Durch die Wahlergebnisse geschwächt will man nun „vor allem […] aus dieser Corona-Zeit gestärkt hervorgehen“, erklärt uns Dr. Mischak, schwächelt aber schon bei der Prämisse der angekündigten goldenen Zeiten: „Immer mehr Menschen ziehe es nämlich in den ländlichen Raum, so dass man hier auch Angebote schaffen müsse.“
Der massenhafte Zuzug aus den Ballungsgebieten aufs Land findet nur leider gar nicht statt. Das Handelsblatt schreibt zwar:
„Eine neue Phase der ‚Suburbanisierung‘ hat eingesetzt, wie es das Bundesinstitut für Bevölkerungsforschung ausdrückt. Die Metropolen wachsen zwar weiterhin (!!!), allerdings nur wegen des Zuzugs junger Menschen und Migrant*innen.“
Tja, der in den Metropolen zuziehende junge Mensch ist vorher irgendwo anders weg gezogen, z.B. aus dem Vogelsberg. „Die übrigen Gruppen“, die es laut Handelsblatt „zunehmend raus aufs Land“ zieht, bleiben zumeist im Umland der Großstädte und kommen nur zum geringsten Teil dort an, wo Hase und Igel dem Wolf gute Nacht sagen. O-Ton Handelsblatt: „Mit Ausbruch der Pandemie berichteten zahlreiche Immobilienunternehmen, dass immer mehr Menschen Richtung Vorort ziehen.“ Auch wenn Landrat Görig das mitunter anders darstellt: Lauterbach und erst recht nicht Stumpertenrod oder Schlechtenwegen sind k-e-i-n-e Vororte von Frankfurt.

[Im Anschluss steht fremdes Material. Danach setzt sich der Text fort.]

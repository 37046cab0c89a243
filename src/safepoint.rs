//! Stop-the-world coordination.
//!
//! A thread takes part in a [`Safepoint`] once it has checked in (or
//! attached explicitly). Participants are either *running*, meaning they
//! must reach a check-in before the world counts as stopped, or
//! *suspended*, meaning they promised not to touch the heap until they
//! resume. A thread leaves automatically when it exits.

use parking_lot::{Condvar, Mutex, MutexGuard};
use std::cell::RefCell;
use std::sync::atomic::{AtomicBool, AtomicU64, Ordering};
use std::sync::Arc;

static NEXT_THREAD_ID: AtomicU64 = AtomicU64::new(1);
static NEXT_SAFEPOINT_ID: AtomicU64 = AtomicU64::new(1);

thread_local! {
    static THREAD_ID: u64 = NEXT_THREAD_ID.fetch_add(1, Ordering::Relaxed);
    static MEMBERSHIPS: RefCell<Vec<Membership>> = const { RefCell::new(Vec::new()) };
}

/// A process-unique id for the calling thread. Never zero.
pub fn current_thread_id() -> u64 {
    THREAD_ID.try_with(|id| *id).unwrap_or(u64::MAX)
}

struct Membership {
    safepoint: Arc<Safepoint>,
    suspended: usize,
}

impl Drop for Membership {
    fn drop(&mut self) {
        if self.suspended == 0 {
            self.safepoint.leave_running();
        }
    }
}

#[derive(Debug, Default)]
struct State {
    running: usize,
    parked: usize,
    requestor: Option<u64>,
    nesting: usize,
    epoch: u64,
}

pub struct Safepoint {
    id: u64,
    stop_requested: AtomicBool,
    state: Mutex<State>,
    cond: Condvar,
}

/// Held by the thread that stopped the world. Dropping it restarts the
/// world.
pub struct WorldStopped<'a> {
    safepoint: &'a Safepoint,
}

impl Drop for WorldStopped<'_> {
    fn drop(&mut self) {
        self.safepoint.restart();
    }
}

impl Safepoint {
    pub fn new() -> Arc<Self> {
        Arc::new(Self {
            id: NEXT_SAFEPOINT_ID.fetch_add(1, Ordering::Relaxed),
            stop_requested: AtomicBool::new(false),
            state: Mutex::new(State::default()),
            cond: Condvar::new(),
        })
    }

    /// `None` if the calling thread is not a participant, otherwise
    /// whether it is currently suspended.
    fn membership(&self) -> Option<bool> {
        MEMBERSHIPS
            .try_with(|m| {
                m.borrow()
                    .iter()
                    .find(|m| m.safepoint.id == self.id)
                    .map(|m| m.suspended > 0)
            })
            .ok()
            .flatten()
    }

    fn with_membership(&self, f: impl FnOnce(&mut Membership)) {
        let _ = MEMBERSHIPS.try_with(|m| {
            if let Some(m) = m.borrow_mut().iter_mut().find(|m| m.safepoint.id == self.id) {
                f(m);
            }
        });
    }

    /// Makes the calling thread a running participant. Waits first if the
    /// world is currently stopped.
    pub fn attach(self: &Arc<Self>) {
        if self.membership().is_some() {
            return;
        }

        self.enter_running();

        let _ = MEMBERSHIPS.try_with(|m| {
            m.borrow_mut().push(Membership {
                safepoint: self.clone(),
                suspended: 0,
            })
        });
    }

    pub fn detach(&self) {
        let _ = MEMBERSHIPS.try_with(|m| {
            m.borrow_mut().retain(|m| m.safepoint.id != self.id);
        });
    }

    fn enter_running(&self) {
        let me = current_thread_id();
        let mut state = self.state.lock();

        while state.requestor.is_some_and(|r| r != me) {
            self.cond.wait(&mut state);
        }

        state.running += 1;
    }

    fn leave_running(&self) {
        let mut state = self.state.lock();

        state.running = state.running.saturating_sub(1);
        drop(state);
        self.cond.notify_all();
    }

    /// Blocks the caller until the current stop ends.
    fn park(&self, state: &mut MutexGuard<'_, State>) {
        let epoch = state.epoch;

        state.parked += 1;
        self.cond.notify_all();

        while state.epoch == epoch {
            self.cond.wait(state);
        }
    }

    /// A point where the world may be stopped. Registers the calling
    /// thread on first use.
    pub fn checkin(self: &Arc<Self>) {
        let suspended = match self.membership() {
            Some(suspended) => suspended,
            None => {
                self.attach();
                false
            }
        };

        if !self.stop_requested.load(Ordering::Acquire) {
            return;
        }

        let me = current_thread_id();
        let mut state = self.state.lock();

        match state.requestor {
            None => {}
            Some(r) if r == me => {}
            Some(_) if suspended => {
                let epoch = state.epoch;
                while state.epoch == epoch {
                    self.cond.wait(&mut state);
                }
            }
            Some(_) => self.park(&mut state),
        }
    }

    /// Leaves the running state until [`Safepoint::resume`]. Calls nest.
    pub fn suspend(&self) {
        let mut leave = false;

        self.with_membership(|m| {
            leave = m.suspended == 0;
            m.suspended += 1;
        });

        if leave {
            self.leave_running();
        }
    }

    pub fn resume(&self) {
        let mut enter = false;

        self.with_membership(|m| {
            if m.suspended > 0 {
                m.suspended -= 1;
                enter = m.suspended == 0;
            }
        });

        if enter {
            self.enter_running();
        }
    }

    /// Runs `f` suspended, for calls that may block on other participants.
    pub fn blocking<R>(&self, f: impl FnOnce() -> R) -> R {
        self.suspend();
        let result = f();
        self.resume();

        result
    }

    /// Stops every other running participant at its next check-in.
    ///
    /// Nested calls on the same thread are counted; the world restarts
    /// when the outermost guard drops.
    pub fn stop_the_world(self: &Arc<Self>) -> WorldStopped<'_> {
        if self.membership().is_none() {
            self.attach();
        }

        // A suspended requestor is not part of `running`.
        let counted = usize::from(self.membership() == Some(false));
        let me = current_thread_id();
        let mut state = self.state.lock();

        loop {
            match state.requestor {
                None => break,
                Some(r) if r == me => {
                    state.nesting += 1;
                    return WorldStopped { safepoint: self };
                }
                Some(_) => self.park(&mut state),
            }
        }

        state.requestor = Some(me);
        state.nesting = 1;
        self.stop_requested.store(true, Ordering::Release);

        while state.parked + counted < state.running {
            self.cond.wait(&mut state);
        }

        log::trace!(
            "world stopped by thread {me} ({} parked)",
            state.parked
        );

        WorldStopped { safepoint: self }
    }

    fn restart(&self) {
        let mut state = self.state.lock();

        state.nesting = state.nesting.saturating_sub(1);
        if state.nesting > 0 {
            return;
        }

        state.requestor = None;
        state.parked = 0;
        state.epoch += 1;
        self.stop_requested.store(false, Ordering::Release);
        drop(state);

        log::trace!("world restarted");
        self.cond.notify_all();
    }

    pub fn is_world_stopped(&self) -> bool {
        self.stop_requested.load(Ordering::Acquire)
    }

    /// Whether the calling thread is the one holding the world stopped.
    pub fn is_requestor(&self) -> bool {
        self.state.lock().requestor == Some(current_thread_id())
    }

    pub fn running_threads(&self) -> usize {
        self.state.lock().running
    }
}

/// Suspends the calling thread in every safepoint it participates in.
pub fn suspend_current_thread() {
    let safepoints: Vec<Arc<Safepoint>> = MEMBERSHIPS
        .try_with(|m| m.borrow().iter().map(|m| m.safepoint.clone()).collect())
        .unwrap_or_default();

    for safepoint in safepoints {
        safepoint.suspend();
    }
}

pub fn resume_current_thread() {
    let safepoints: Vec<Arc<Safepoint>> = MEMBERSHIPS
        .try_with(|m| m.borrow().iter().map(|m| m.safepoint.clone()).collect())
        .unwrap_or_default();

    for safepoint in safepoints {
        safepoint.resume();
    }
}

Sehr interessant das Thema Wirtschaft, zu dem sich der Alsfelder Bürgermeister äußert. Er spricht für eines der wenigen Mittelzentren entlang der Fernverkehrswege, die den Vogelsbergkreis gerade noch am Rande streifen. „Mit dem Vertrag möchten wir ein klares Zeichen setzen, dass der Vogelsberg wirtschaftliche Entwicklungsperspektiven hat“. Hat er aber eben nur dort. Der Rest des Vogelsbergs ist abgehängte Region, deren auspendelnde Bewohner die Nachbarlandkreise zum Erblühen bringen. Was heißt da „Fachkräftesicherung“? Die Fachkräfte bildet man vielleicht noch aus. Doch ihr Geld verdienen sie im „Ausland“ jenseits der Kreisgrenzen. Und „die Ausweisung von Gewerbegebieten“ ist schon ein paar Kilometer von BAB und Vogelsbergbahn nicht zu empfehlen, insbesondere so lange „die flächendeckende Breitbandversorgung“ hinter der Entwicklung in anderen Regionen her hinkt. Stichwort „Dorf- und Regionalentwicklung“: Da fehlt es den Kreisoberen anscheinend an solidem Fachwissen, wird die Regionalentwicklung hier doch ersichtlich der „Dorfentwicklung“ zu- und untergeordnet. „Entwicklung einer Dachmarke“ ist da ein Witz, ebenso wie das Destinationsmodell der Tourismusförderung, die – gerade w-e-g-e-n der Digitalisierung anderswo – längst überholt ist. „Vulkan aktiv“ war nie eine erfolgreiche „Dachmarke“, bestenfalls eine Dackelmarke. Der Rest ist Flashmob vorm Supermerkt.